BEGIN DATA SHOWN

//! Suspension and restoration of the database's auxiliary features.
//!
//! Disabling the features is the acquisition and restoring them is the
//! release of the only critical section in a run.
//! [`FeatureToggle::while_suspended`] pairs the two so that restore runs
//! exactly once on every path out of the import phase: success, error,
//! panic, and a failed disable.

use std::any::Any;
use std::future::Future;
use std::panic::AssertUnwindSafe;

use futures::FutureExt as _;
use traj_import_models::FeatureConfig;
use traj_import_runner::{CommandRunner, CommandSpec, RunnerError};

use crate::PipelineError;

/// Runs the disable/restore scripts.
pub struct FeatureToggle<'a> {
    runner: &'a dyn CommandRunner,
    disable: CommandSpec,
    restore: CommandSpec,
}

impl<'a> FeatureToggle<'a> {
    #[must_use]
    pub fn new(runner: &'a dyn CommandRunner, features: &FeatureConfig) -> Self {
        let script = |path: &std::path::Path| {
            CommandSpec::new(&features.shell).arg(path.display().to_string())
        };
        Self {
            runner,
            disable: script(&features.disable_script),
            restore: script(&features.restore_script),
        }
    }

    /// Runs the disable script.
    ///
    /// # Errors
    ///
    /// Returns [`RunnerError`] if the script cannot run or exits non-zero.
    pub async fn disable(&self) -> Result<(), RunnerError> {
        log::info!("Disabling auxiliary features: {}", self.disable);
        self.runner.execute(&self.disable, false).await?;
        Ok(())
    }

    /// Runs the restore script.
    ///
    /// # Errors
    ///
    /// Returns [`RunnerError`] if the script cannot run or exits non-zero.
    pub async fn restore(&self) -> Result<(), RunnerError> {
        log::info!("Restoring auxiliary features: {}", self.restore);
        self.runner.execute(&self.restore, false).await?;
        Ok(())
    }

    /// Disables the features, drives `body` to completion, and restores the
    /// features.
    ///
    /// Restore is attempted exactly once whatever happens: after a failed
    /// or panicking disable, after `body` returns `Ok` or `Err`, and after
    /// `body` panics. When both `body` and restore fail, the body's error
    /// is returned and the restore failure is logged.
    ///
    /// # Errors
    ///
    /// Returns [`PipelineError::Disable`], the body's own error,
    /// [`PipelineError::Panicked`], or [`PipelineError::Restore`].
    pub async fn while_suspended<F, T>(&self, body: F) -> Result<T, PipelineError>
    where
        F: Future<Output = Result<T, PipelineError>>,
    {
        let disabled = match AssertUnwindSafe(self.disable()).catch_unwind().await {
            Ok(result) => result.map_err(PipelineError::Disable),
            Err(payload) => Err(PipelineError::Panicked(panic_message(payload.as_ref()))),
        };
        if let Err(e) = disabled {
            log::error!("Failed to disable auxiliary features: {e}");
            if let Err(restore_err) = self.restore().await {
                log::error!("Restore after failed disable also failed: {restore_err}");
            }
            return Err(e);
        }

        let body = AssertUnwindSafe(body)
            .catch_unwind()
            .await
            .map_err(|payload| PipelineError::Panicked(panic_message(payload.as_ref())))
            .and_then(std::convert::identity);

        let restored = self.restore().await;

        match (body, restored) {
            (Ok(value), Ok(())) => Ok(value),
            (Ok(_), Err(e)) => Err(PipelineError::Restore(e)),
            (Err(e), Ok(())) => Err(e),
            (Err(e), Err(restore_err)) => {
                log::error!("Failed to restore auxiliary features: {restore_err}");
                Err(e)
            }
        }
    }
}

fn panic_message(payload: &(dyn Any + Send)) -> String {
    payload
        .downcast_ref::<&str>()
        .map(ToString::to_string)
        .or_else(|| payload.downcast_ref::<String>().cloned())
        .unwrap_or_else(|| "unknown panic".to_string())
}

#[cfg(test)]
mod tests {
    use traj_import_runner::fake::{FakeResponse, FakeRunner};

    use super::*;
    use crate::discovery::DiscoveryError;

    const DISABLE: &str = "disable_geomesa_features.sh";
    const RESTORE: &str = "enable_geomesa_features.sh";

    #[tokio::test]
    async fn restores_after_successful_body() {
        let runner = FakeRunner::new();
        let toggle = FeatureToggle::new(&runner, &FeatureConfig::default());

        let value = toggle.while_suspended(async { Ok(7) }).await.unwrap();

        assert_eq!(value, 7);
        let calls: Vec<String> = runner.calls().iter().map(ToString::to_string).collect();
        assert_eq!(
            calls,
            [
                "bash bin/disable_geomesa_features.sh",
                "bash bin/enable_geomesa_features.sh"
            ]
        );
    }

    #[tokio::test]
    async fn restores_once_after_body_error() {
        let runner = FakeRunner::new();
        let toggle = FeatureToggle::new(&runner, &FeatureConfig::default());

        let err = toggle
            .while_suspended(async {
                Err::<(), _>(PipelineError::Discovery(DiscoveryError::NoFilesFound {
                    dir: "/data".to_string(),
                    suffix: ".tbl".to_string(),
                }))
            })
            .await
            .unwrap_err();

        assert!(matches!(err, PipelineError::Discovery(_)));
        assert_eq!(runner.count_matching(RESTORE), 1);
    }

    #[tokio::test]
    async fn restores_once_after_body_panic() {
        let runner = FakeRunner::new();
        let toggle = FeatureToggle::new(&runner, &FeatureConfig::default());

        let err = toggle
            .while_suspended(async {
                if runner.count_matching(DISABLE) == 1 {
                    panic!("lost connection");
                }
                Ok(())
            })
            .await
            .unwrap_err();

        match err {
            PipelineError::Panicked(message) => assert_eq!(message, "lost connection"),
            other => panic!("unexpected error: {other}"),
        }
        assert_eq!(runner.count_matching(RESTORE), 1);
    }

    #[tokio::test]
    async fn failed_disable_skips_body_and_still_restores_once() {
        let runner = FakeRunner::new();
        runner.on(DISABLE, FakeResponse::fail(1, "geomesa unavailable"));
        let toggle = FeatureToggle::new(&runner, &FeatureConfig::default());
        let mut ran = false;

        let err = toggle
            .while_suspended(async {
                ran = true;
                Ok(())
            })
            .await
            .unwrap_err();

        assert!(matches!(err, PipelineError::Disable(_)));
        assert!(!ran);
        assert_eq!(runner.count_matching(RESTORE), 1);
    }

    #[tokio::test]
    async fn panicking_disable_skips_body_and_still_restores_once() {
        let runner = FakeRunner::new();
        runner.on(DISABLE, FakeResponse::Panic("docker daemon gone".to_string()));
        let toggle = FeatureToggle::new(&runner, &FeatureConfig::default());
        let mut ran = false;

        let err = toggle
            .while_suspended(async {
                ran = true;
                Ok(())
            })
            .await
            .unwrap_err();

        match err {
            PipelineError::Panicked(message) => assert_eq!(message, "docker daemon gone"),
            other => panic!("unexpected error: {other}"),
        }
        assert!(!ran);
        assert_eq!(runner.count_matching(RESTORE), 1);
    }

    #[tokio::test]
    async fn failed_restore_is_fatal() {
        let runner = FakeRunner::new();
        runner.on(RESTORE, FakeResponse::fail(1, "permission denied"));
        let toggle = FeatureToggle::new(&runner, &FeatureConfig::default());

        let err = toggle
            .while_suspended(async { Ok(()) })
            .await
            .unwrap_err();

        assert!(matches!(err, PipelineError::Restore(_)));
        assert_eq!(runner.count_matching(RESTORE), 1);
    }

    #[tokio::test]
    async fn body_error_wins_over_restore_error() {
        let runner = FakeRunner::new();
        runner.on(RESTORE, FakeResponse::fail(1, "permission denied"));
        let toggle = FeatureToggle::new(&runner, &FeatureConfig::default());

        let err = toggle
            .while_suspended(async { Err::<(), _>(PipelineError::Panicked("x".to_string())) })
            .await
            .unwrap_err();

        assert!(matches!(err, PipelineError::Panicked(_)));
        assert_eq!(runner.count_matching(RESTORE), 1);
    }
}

END DATA SHOWN
BEGIN DATA SHOWN

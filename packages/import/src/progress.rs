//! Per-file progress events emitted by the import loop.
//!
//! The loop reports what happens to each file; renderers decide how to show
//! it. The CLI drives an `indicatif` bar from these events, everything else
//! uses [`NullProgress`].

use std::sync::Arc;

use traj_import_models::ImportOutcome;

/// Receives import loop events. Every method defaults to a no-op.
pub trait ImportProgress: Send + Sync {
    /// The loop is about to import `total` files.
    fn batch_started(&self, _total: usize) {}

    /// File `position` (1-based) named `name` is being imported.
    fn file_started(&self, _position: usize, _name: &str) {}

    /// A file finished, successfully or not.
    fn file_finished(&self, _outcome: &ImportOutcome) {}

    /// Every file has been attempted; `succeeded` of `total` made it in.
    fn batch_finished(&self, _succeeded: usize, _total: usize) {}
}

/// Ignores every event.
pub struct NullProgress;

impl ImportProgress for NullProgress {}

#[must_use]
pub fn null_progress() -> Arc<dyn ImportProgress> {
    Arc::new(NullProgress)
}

END DATA SHOWN
BEGIN DATA SHOWN

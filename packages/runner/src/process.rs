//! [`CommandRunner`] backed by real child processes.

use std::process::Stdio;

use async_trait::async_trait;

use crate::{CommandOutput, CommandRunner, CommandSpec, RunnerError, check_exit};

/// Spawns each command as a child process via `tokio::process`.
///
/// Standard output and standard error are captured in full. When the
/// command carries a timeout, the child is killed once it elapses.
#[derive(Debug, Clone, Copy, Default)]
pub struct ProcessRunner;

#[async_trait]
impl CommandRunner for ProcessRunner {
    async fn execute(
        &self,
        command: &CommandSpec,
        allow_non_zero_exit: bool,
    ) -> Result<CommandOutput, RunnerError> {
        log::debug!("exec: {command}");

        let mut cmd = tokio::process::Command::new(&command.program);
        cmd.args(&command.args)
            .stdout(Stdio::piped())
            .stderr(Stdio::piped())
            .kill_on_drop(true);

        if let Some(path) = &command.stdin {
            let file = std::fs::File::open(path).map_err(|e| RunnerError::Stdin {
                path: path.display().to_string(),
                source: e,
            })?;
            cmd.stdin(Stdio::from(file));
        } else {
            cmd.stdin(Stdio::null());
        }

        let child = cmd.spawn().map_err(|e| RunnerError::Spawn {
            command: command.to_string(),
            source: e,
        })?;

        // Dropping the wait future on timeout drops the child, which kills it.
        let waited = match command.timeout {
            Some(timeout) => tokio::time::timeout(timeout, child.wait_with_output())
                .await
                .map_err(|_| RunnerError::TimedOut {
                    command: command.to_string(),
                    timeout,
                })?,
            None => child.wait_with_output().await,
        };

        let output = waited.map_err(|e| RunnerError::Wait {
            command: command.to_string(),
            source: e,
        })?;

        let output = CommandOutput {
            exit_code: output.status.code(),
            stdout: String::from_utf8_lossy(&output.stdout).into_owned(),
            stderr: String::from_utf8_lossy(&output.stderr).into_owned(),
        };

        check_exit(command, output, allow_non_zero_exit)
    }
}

END DATA SHOWN

- [TASK DIRECTIONS]:
Using the data above, extract exactly the lines from the one that holds "use std::any::Any;" to the one that holds "after a failed", both ends included, and no others.

- [SOLUTION FOR THIS EXERCISE]:
use std::any::Any;
use std::future::Future;
use std::panic::AssertUnwindSafe;

use futures::FutureExt as _;
use traj_import_models::FeatureConfig;
use traj_import_runner::{CommandRunner, CommandSpec, RunnerError};

use crate::PipelineError;

/// Runs the disable/restore scripts.
pub struct FeatureToggle<'a> {
    runner: &'a dyn CommandRunner,
    disable: CommandSpec,
    restore: CommandSpec,
}

impl<'a> FeatureToggle<'a> {
    #[must_use]
    pub fn new(runner: &'a dyn CommandRunner, features: &FeatureConfig) -> Self {
        let script = |path: &std::path::Path| {
            CommandSpec::new(&features.shell).arg(path.display().to_string())
        };
        Self {
            runner,
            disable: script(&features.disable_script),
            restore: script(&features.restore_script),
        }
    }

    /// Runs the disable script.
    ///
    /// # Errors
    ///
    /// Returns [`RunnerError`] if the script cannot run or exits non-zero.
    pub async fn disable(&self) -> Result<(), RunnerError> {
        log::info!("Disabling auxiliary features: {}", self.disable);
        self.runner.execute(&self.disable, false).await?;
        Ok(())
    }

    /// Runs the restore script.
    ///
    /// # Errors
    ///
    /// Returns [`RunnerError`] if the script cannot run or exits non-zero.
    pub async fn restore(&self) -> Result<(), RunnerError> {
        log::info!("Restoring auxiliary features: {}", self.restore);
        self.runner.execute(&self.restore, false).await?;
        Ok(())
    }

    /// Disables the features, drives `body` to completion, and restores the
    /// features.
    ///
    /// Restore is attempted exactly once whatever happens: after a failed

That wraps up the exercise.